From the beginning Ananda was a protean idea, changing with the times and with Kriyananda’s evolving understanding of his mission. From 196769 the property consisted of only seventy-five undeveloped acres, now called the Meditation Retreat. In those days the hills around Ananda attracted a wide variety of people seeking alternative lifestyles. Most were more tolerant than religious, and Kriyananda himself attracted both the curious and the committed. A few described the connections they felt with him in terms of past lives. Some looked for a teacher, a life’s guide, or a source of insight for their own journey. In the beginning this commune community was nothing like the Village I saw in 1990. And Kriyananda was often on the road in those early years, making the dream happen.

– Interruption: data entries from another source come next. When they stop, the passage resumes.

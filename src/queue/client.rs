//! Shard provisioning and naming
//!
//! A queue named `orders` with three shards lives in the streams
//! `disruptor:orders:{0}` .. `disruptor:orders:{2}`, all read through the
//! group `disruptor_orders_group`. The braces keep each shard in its own
//! Redis cluster hash slot.

use crate::queue::error::{QueueError, QueueResult};
use crate::store::{LogStore, StoreError};
use std::sync::Arc;

/// Field every payload is stored under
pub const DATA_FIELD: &str = "data";

pub fn stream_name(queue_name: &str, shard: usize) -> String {
    format!("disruptor:{}:{{{}}}", queue_name, shard)
}

pub fn group_name(queue_name: &str) -> String {
    format!("disruptor_{}_group", queue_name)
}

/// Log store handle bound to one queue's shards
pub struct ShardClient {
    queue_name: String,
    group: String,
    streams: Vec<String>,
    store: Arc<dyn LogStore>,
}

impl ShardClient {
    /// Provision every shard of `queue_name`, failing on the first that
    /// cannot be provisioned
    pub async fn connect(
        queue_name: &str,
        shard_count: usize,
        store: Arc<dyn LogStore>,
    ) -> QueueResult<Self> {
        let client = Self {
            queue_name: queue_name.to_string(),
            group: group_name(queue_name),
            streams: (0..shard_count).map(|i| stream_name(queue_name, i)).collect(),
            store,
        };
        for stream in &client.streams {
            client.ensure_shard(stream, &client.group).await?;
        }
        log::debug!(
            "Provisioned {} shard(s) for queue '{}'",
            shard_count,
            queue_name
        );
        Ok(client)
    }

    /// Create the shard with a tail-positioned group unless it already exists
    pub async fn ensure_shard(&self, stream: &str, group: &str) -> QueueResult<()> {
        let provisioning = |reason: String| QueueError::Provisioning {
            stream: stream.to_string(),
            reason,
        };

        let exists = self
            .store
            .stream_exists(stream)
            .await
            .map_err(|e| provisioning(e.to_string()))?;
        if exists {
            return Ok(());
        }

        match self.store.create_group(stream, group).await {
            Ok(()) => log::info!("Created shard {} with group {}", stream, group),
            Err(StoreError::GroupExists { .. }) => {
                log::debug!("Group {} on {} created concurrently", group, stream)
            }
            Err(e) => return Err(provisioning(e.to_string())),
        }

        let exists = self
            .store
            .stream_exists(stream)
            .await
            .map_err(|e| provisioning(e.to_string()))?;
        if !exists {
            return Err(provisioning("stream missing after creation".to_string()));
        }
        Ok(())
    }

    pub fn queue_name(&self) -> &str {
        &self.queue_name
    }

    pub fn group_name(&self) -> &str {
        &self.group
    }

    pub fn shard_count(&self) -> usize {
        self.streams.len()
    }

    /// Stream of `shard`; panics if `shard >= shard_count()`
    pub fn stream_name(&self, shard: usize) -> &str {
        &self.streams[shard]
    }

    pub fn streams(&self) -> &[String] {
        &self.streams
    }

    pub fn store(&self) -> &Arc<dyn LogStore> {
        &self.store
    }
}
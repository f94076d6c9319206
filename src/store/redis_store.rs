//! Redis Streams log store
//!
//! Streams map one-to-one onto shards, consumer groups onto queue groups.
//! Appends and ack/delete pairs go through MULTI/EXEC pipelines. Blocking
//! `XREADGROUP` calls get their own connections from a small pool so they
//! never stall the shared multiplexed connection.

use super::{EntryId, LogStore, ReadGroupRequest, StoreEntry, StoreError, StoreResult};
use async_trait::async_trait;
use redis::aio::{ConnectionManager, MultiplexedConnection};
use redis::streams::StreamReadReply;
use std::collections::HashMap;
use std::sync::Mutex;

pub struct RedisLogStore {
    client: redis::Client,
    shared: ConnectionManager,
    blocking_pool: Mutex<Vec<MultiplexedConnection>>,
}

impl RedisLogStore {
    /// Connect to the Redis server at `url` (e.g. `redis://127.0.0.1:6379`)
    pub async fn connect(url: &str) -> StoreResult<Self> {
        let client = redis::Client::open(url)?;
        let shared = ConnectionManager::new(client.clone()).await?;
        log::info!("Connected to redis log store at {}", url);
        Ok(Self {
            client,
            shared,
            blocking_pool: Mutex::new(Vec::new()),
        })
    }

    async fn checkout_blocking(&self) -> StoreResult<MultiplexedConnection> {
        let pooled = self
            .blocking_pool
            .lock()
            .map_err(|_| StoreError::Unavailable {
                message: "connection pool lock poisoned".to_string(),
            })?
            .pop();
        match pooled {
            Some(conn) => Ok(conn),
            None => Ok(self.client.get_multiplexed_async_connection().await?),
        }
    }

    fn checkin_blocking(&self, conn: MultiplexedConnection) {
        if let Ok(mut pool) = self.blocking_pool.lock() {
            pool.push(conn);
        }
    }
}

fn parse_ids(raw: Vec<String>) -> StoreResult<Vec<EntryId>> {
    raw.iter().map(|id| id.parse()).collect()
}

#[async_trait]
impl LogStore for RedisLogStore {
    async fn stream_exists(&self, stream: &str) -> StoreResult<bool> {
        let mut conn = self.shared.clone();
        let kind: String = redis::cmd("TYPE").arg(stream).query_async(&mut conn).await?;
        Ok(kind == "stream")
    }

    async fn create_group(&self, stream: &str, group: &str) -> StoreResult<()> {
        let mut conn = self.shared.clone();
        let created: redis::RedisResult<()> = redis::cmd("XGROUP")
            .arg("CREATE")
            .arg(stream)
            .arg(group)
            .arg("$")
            .arg("MKSTREAM")
            .query_async(&mut conn)
            .await;
        match created {
            Ok(()) => Ok(()),
            Err(e) if e.code() == Some("BUSYGROUP") => Err(StoreError::GroupExists {
                stream: stream.to_string(),
                group: group.to_string(),
            }),
            Err(e) => Err(e.into()),
        }
    }

    async fn append_batch(
        &self,
        stream: &str,
        field: &str,
        payloads: &[Vec<u8>],
    ) -> StoreResult<Vec<EntryId>> {
        if payloads.is_empty() {
            return Ok(Vec::new());
        }
        let mut pipe = redis::pipe();
        pipe.atomic();
        for payload in payloads {
            pipe.cmd("XADD")
                .arg(stream)
                .arg("*")
                .arg(field)
                .arg(payload.as_slice());
        }
        let mut conn = self.shared.clone();
        let ids: Vec<String> = pipe.query_async(&mut conn).await?;
        parse_ids(ids)
    }

    async fn read_group(&self, request: &ReadGroupRequest<'_>) -> StoreResult<Vec<StoreEntry>> {
        let mut cmd = redis::cmd("XREADGROUP");
        cmd.arg("GROUP")
            .arg(request.group)
            .arg(request.consumer)
            .arg("COUNT")
            .arg(request.count);
        if matches!(request.cursor, super::ReadCursor::New) {
            // BLOCK 0 means forever to redis; keep at least one millisecond
            cmd.arg("BLOCK")
                .arg(request.block.as_millis().max(1) as u64);
        }
        cmd.arg("STREAMS")
            .arg(request.stream)
            .arg(request.cursor.as_arg());

        let mut conn = self.checkout_blocking().await?;
        let reply: redis::RedisResult<Option<StreamReadReply>> = cmd.query_async(&mut conn).await;
        let reply = match reply {
            Ok(reply) => {
                self.checkin_blocking(conn);
                reply
            }
            Err(e) if e.code() == Some("NOGROUP") => {
                self.checkin_blocking(conn);
                return Err(StoreError::NoSuchGroup {
                    stream: request.stream.to_string(),
                    group: request.group.to_string(),
                });
            }
            // drop the connection, it may be broken
            Err(e) => return Err(e.into()),
        };

        let mut entries = Vec::new();
        for key in reply.map(|r| r.keys).unwrap_or_default() {
            for stream_id in key.ids {
                let mut fields = HashMap::with_capacity(stream_id.map.len());
                for (name, value) in &stream_id.map {
                    // non-binary values are left out and surface as malformed
                    if let Ok(bytes) = redis::from_redis_value::<Vec<u8>>(value) {
                        fields.insert(name.clone(), bytes);
                    }
                }
                entries.push(StoreEntry {
                    id: stream_id.id.parse()?,
                    fields,
                });
            }
        }
        Ok(entries)
    }

    async fn ack_and_delete(
        &self,
        stream: &str,
        group: &str,
        ids: &[EntryId],
    ) -> StoreResult<usize> {
        if ids.is_empty() {
            return Ok(0);
        }
        let ids: Vec<String> = ids.iter().map(EntryId::to_string).collect();
        let mut pipe = redis::pipe();
        pipe.atomic()
            .cmd("XACK")
            .arg(stream)
            .arg(group)
            .arg(&ids)
            .cmd("XDEL")
            .arg(stream)
            .arg(&ids);
        let mut conn = self.shared.clone();
        let (acked, _deleted): (usize, usize) = pipe.query_async(&mut conn).await?;
        Ok(acked)
    }
}
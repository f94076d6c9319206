//! Batching producer
//!
//! `push` encodes a payload and places it on a bounded local buffer. A single
//! batcher task drains the buffer into batches and ships each full (or
//! period-expired) batch to the next shard in round-robin order. Appends run
//! as their own tasks so a slow store call never stalls batching; appends to
//! the same shard are still applied in the order their batches were cut.

use crate::core::retry::{retry_async, RetryPolicy};
use crate::core::shutdown::ShutdownCoordinator;
use crate::queue::client::{ShardClient, DATA_FIELD};
use crate::queue::codec::Marshaler;
use crate::queue::error::{QueueError, QueueResult};
use crate::queue::options::ProducerOptions;
use crate::queue::sink::Reporter;
use crate::store::{LogStore, StoreError};
use std::sync::{Arc, Mutex};
use std::time::Duration;
use tokio::sync::{mpsc, oneshot};
use tokio::task::{JoinHandle, JoinSet};
use tokio::time::{Instant, MissedTickBehavior};

pub struct Producer {
    client: Arc<ShardClient>,
    sender: Mutex<Option<mpsc::Sender<Vec<u8>>>>,
    shutdown: ShutdownCoordinator,
    batcher: tokio::sync::Mutex<Option<JoinHandle<()>>>,
}

impl Producer {
    /// Validate `options`, provision every shard and start the batcher
    pub async fn new(options: ProducerOptions, store: Arc<dyn LogStore>) -> QueueResult<Self> {
        let options = options.validate()?;
        let client =
            Arc::new(ShardClient::connect(&options.queue_name, options.shard_count, store).await?);

        let (sender, receiver) = mpsc::channel(options.pending_buffer_size);
        let batcher = Batcher {
            client: client.clone(),
            receiver,
            batch_size: options.batch_size,
            period: options.batch_period,
            retry: options.retry_policy(),
            reporter: Reporter::new(options.error_sink.clone()),
            next_shard: 0,
            shard_tails: (0..options.shard_count).map(|_| None).collect(),
            in_flight: JoinSet::new(),
        };
        let handle = tokio::spawn(batcher.run());

        log::info!(
            "Producer started for queue '{}' over {} shard(s)",
            options.queue_name,
            options.shard_count
        );
        Ok(Self {
            client,
            sender: Mutex::new(Some(sender)),
            shutdown: ShutdownCoordinator::new(),
            batcher: tokio::sync::Mutex::new(Some(handle)),
        })
    }

    /// Encode `payload` and enqueue it for the next batch
    ///
    /// Waits while the local buffer is full. Fails with [`QueueError::Closed`]
    /// once `close` has begun, and with [`QueueError::Codec`] when encoding
    /// fails (nothing is enqueued then).
    pub async fn push<P: Marshaler + ?Sized>(&self, payload: &P) -> QueueResult<()> {
        let bytes = payload.marshal()?;
        if self.shutdown.is_shutdown_requested() {
            return Err(QueueError::Closed);
        }
        let sender = self
            .sender
            .lock()
            .ok()
            .and_then(|guard| guard.clone())
            .ok_or(QueueError::Closed)?;

        tokio::select! {
            biased;
            _ = self.shutdown.requested() => Err(QueueError::Closed),
            sent = sender.send(bytes) => sent.map_err(|_| QueueError::Closed),
        }
    }

    /// Stop accepting payloads, flush what is buffered and wait until every
    /// append has finished
    ///
    /// Calling it again waits for the first call to finish and returns.
    pub async fn close(&self) {
        let mut batcher = self.batcher.lock().await;
        let Some(handle) = batcher.take() else {
            return;
        };

        self.shutdown.trigger_shutdown();
        if let Ok(mut sender) = self.sender.lock() {
            sender.take();
        }
        if let Err(e) = handle.await {
            log::error!(
                "Batcher for queue '{}' ended abnormally: {}",
                self.client.queue_name(),
                e
            );
        }
        log::info!("Producer for queue '{}' closed", self.client.queue_name());
    }

    pub fn queue_name(&self) -> &str {
        self.client.queue_name()
    }

    pub fn shard_count(&self) -> usize {
        self.client.shard_count()
    }

    /// Payloads waiting in the local buffer
    pub fn pending(&self) -> usize {
        self.sender
            .lock()
            .ok()
            .and_then(|guard| {
                guard
                    .as_ref()
                    .map(|sender| sender.max_capacity() - sender.capacity())
            })
            .unwrap_or(0)
    }
}

struct Batcher {
    client: Arc<ShardClient>,
    receiver: mpsc::Receiver<Vec<u8>>,
    batch_size: usize,
    period: Duration,
    retry: RetryPolicy,
    reporter: Reporter,
    next_shard: usize,
    /// Completion signal of the latest append dispatched to each shard
    shard_tails: Vec<Option<oneshot::Receiver<()>>>,
    in_flight: JoinSet<()>,
}

impl Batcher {
    async fn run(mut self) {
        let mut batch = Vec::with_capacity(self.batch_size);
        let mut ticker = tokio::time::interval(self.period);
        ticker.set_missed_tick_behavior(MissedTickBehavior::Delay);
        let mut last_flush = Instant::now();

        loop {
            let open = tokio::select! {
                received = self.receiver.recv() => match received {
                    Some(payload) => {
                        batch.push(payload);
                        true
                    }
                    None => false,
                },
                _ = ticker.tick() => true,
            };
            self.reap();

            if open {
                let full = batch.len() >= self.batch_size;
                let idle = last_flush.elapsed() >= self.period && self.receiver.is_empty();
                if !full && !idle {
                    continue;
                }
            }

            self.flush(std::mem::replace(
                &mut batch,
                Vec::with_capacity(self.batch_size),
            ));
            last_flush = Instant::now();
            if !open {
                break;
            }
        }

        while let Some(joined) = self.in_flight.join_next().await {
            if let Err(e) = joined {
                log::error!("Append task ended abnormally: {}", e);
            }
        }
        log::debug!("Batcher for queue '{}' drained", self.client.queue_name());
    }

    fn reap(&mut self) {
        while let Some(joined) = self.in_flight.try_join_next() {
            if let Err(e) = joined {
                log::error!("Append task ended abnormally: {}", e);
            }
        }
    }

    fn flush(&mut self, batch: Vec<Vec<u8>>) {
        if batch.is_empty() {
            return;
        }
        let shard = self.next_shard;
        self.next_shard = (self.next_shard + 1) % self.client.shard_count();

        let previous = self.shard_tails[shard].take();
        let (done, tail) = oneshot::channel();
        self.shard_tails[shard] = Some(tail);

        let client = self.client.clone();
        let retry = self.retry.clone();
        let reporter = self.reporter.clone();
        self.in_flight.spawn(async move {
            if let Some(previous) = previous {
                // an abnormally ended predecessor still releases us
                let _ = previous.await;
            }
            append(&client, shard, batch, &retry, &reporter).await;
            let _ = done.send(());
        });
    }
}

async fn append(
    client: &ShardClient,
    shard: usize,
    batch: Vec<Vec<u8>>,
    retry: &RetryPolicy,
    reporter: &Reporter,
) {
    let stream = client.stream_name(shard);
    let result = retry_async(
        "append_batch",
        retry,
        StoreError::is_transient,
        |error, attempt| {
            if error.is_transient() {
                reporter.warn(QueueError::TransientStore {
                    operation: "append",
                    stream: stream.to_string(),
                    attempt: attempt + 1,
                    message: error.to_string(),
                });
            }
        },
        || client.store().append_batch(stream, DATA_FIELD, &batch),
    )
    .await;

    match result {
        Ok(ids) => log::debug!("Appended {} entries to {}", ids.len(), stream),
        Err(e) => reporter.error(QueueError::Store {
            operation: "append",
            stream: stream.to_string(),
            message: format!("{} ({} payloads dropped)", e, batch.len()),
        }),
    }
}
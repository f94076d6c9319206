//! Tests for the application commands against the in-memory store

use crate::app::cli::config::FileConfig;
use crate::app::commands::{self, CommandError, DemoReport, ErrorCounter};
use crate::core::error_handling::ContextualError;
use crate::core::shutdown::ShutdownCoordinator;
use crate::queue::{ErrorSink, QueueError};
use crate::store::{LogStore, MemoryLogStore};
use serial_test::serial;
use std::sync::Arc;
use std::time::Duration;

fn small_config(queue: &str) -> FileConfig {
    let mut config = FileConfig::default();
    config.producer.queue_name = queue.to_string();
    config.producer.shard_count = 2;
    config.producer.batch_period = Duration::from_millis(5);
    config.consumer.queue_name = queue.to_string();
    config.consumer.consumer_name = "tests".to_string();
    config.consumer.shard_count = 2;
    config.consumer.block = Duration::from_millis(20);
    config.consumer.batch_period = Duration::from_millis(5);
    config
}

#[tokio::test]
async fn test_open_store_accepts_memory() {
    assert!(commands::open_store("memory").await.is_ok());
}

#[tokio::test]
async fn test_open_store_rejects_unknown_scheme() {
    let err = commands::open_store("kafka://localhost").await.err().unwrap();

    assert!(matches!(err, CommandError::UnsupportedStore { .. }));
    assert!(err.is_user_actionable());
    assert!(err.user_message().unwrap().contains("kafka://localhost"));
}

#[tokio::test]
async fn test_demo_delivers_every_player() {
    let config = small_config("demo");
    let store: Arc<dyn LogStore> = Arc::new(MemoryLogStore::new());

    let report = commands::demo(&config, store, 250, &ShutdownCoordinator::new())
        .await
        .unwrap();

    assert_eq!(report.sent, 250);
    assert_eq!(report.received, 250);
    assert_eq!(report.background_errors, 0);
    assert!(report.to_string().contains("received:  250"));
}

#[tokio::test]
async fn test_produce_then_consume_with_limit() {
    let config = small_config("handoff");
    let store = Arc::new(MemoryLogStore::new());
    let shutdown = ShutdownCoordinator::new();

    let pushed = commands::produce(&config, store.clone(), 20, Duration::ZERO, &shutdown)
        .await
        .unwrap();
    let handled = commands::consume(&config, store.clone(), Some(20), &ShutdownCoordinator::new())
        .await
        .unwrap();

    assert_eq!(pushed, 20);
    assert_eq!(handled, 20);
    for shard in 0..2 {
        assert!(store.is_empty(&crate::queue::stream_name("handoff", shard)));
    }
}

#[tokio::test]
async fn test_produce_stops_on_shutdown() {
    let config = small_config("endless");
    let store = Arc::new(MemoryLogStore::new());
    let shutdown = ShutdownCoordinator::new();
    let trigger = shutdown.clone();
    tokio::spawn(async move {
        tokio::time::sleep(Duration::from_millis(50)).await;
        trigger.trigger_shutdown();
    });

    let pushed = commands::produce(&config, store, 0, Duration::from_millis(1), &shutdown)
        .await
        .unwrap();

    assert!(pushed > 0);
}

#[tokio::test]
async fn test_invalid_queue_options_surface_as_config_error() {
    let mut config = small_config("bad");
    config.producer.shard_count = 0;
    let store = Arc::new(MemoryLogStore::new());

    let err = commands::produce(&config, store, 1, Duration::ZERO, &ShutdownCoordinator::new())
        .await
        .unwrap_err();

    assert!(err.is_user_actionable());
    assert!(err.user_message().unwrap().contains("shard_count"));
}

#[tokio::test]
async fn test_interrupted_demo_reports_progress() {
    let config = small_config("interrupted");
    let store: Arc<dyn LogStore> = Arc::new(MemoryLogStore::new());
    let shutdown = ShutdownCoordinator::new();
    let trigger = shutdown.clone();
    tokio::spawn(async move {
        tokio::time::sleep(Duration::from_millis(200)).await;
        trigger.trigger_shutdown();
    });

    let report = commands::demo(&config, store, u64::MAX, &shutdown)
        .await
        .unwrap();

    assert!(report.sent > 0);
    assert!(report.received > 0);
    assert!(report.received <= report.sent);
}

fn report() -> DemoReport {
    DemoReport {
        sent: 10,
        received: 10,
        background_errors: 1,
        elapsed: Duration::from_millis(500),
    }
}

#[test]
#[serial]
fn test_demo_report_plain() {
    colored::control::set_override(false);
    let text = report().to_string();
    colored::control::unset_override();

    assert!(text.starts_with("Demo complete\n"));
    assert!(text.contains("errors:    1"));
    assert!(text.contains("(20 msg/s)"));
}

#[test]
#[serial]
fn test_demo_report_colored_heading() {
    colored::control::set_override(true);
    let text = report().to_string();
    colored::control::unset_override();

    assert!(text.starts_with("\u{1b}[1mDemo complete"));
}

#[test]
fn test_error_counter_counts_every_notification() {
    let counter = ErrorCounter::default();

    counter.emit_error(&QueueError::Closed);
    counter.emit_error(&QueueError::Closed);

    assert_eq!(counter.count(), 2);
}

His lectures brought in more than money. Attending one of Kriyananda’s first series of classes in San Francisco in 1967, John (“Jyotish”) Novak learned how to meditate. He soon approached Kriyananda and offered to be his personal assistant. Jyotish and his wife, Devi, now head Ananda Sangha Worldwide, the international teaching ministry of Ananda. The story of Ananda in those early days is the collective experience of the individuals who lived it. It changed as they did. And each person related to Kriyananda as suited them at that time. There were no house rules to follow, no regimented roles with a resulting set of duties and expectations. Kriyananda himself changed over the years as more came to be needed and expected of him, and by 1990 he was the pillar of the Ananda community. Something different was happening all the time. Now that included the lawsuit.

Discovery | 1990–2002

“Discovery” is a word that packs a lot of meaning. It refers to the exchange of information by which the parties find out what evidence the other side has, prepare their case for trial, and evaluate the pros and cons of settlement. It includes written questions to the other side (“interrogatories”), requests for copies of documents or the right to examine them (“requests for documents”), requests that the other side agree that certain facts are true (“requests for admissions”), and the opportunity to ask witnesses questions under oath, in a live session across a table (“depositions”). Each form of discovery has its use, but depositions provide a unique opportunity to get answers from a witness’ mouth, while watching how the witness responds. Before we went to trial in 2002, each of the parties would take hundreds of hours of testimony in depositions north and south, coast to coast.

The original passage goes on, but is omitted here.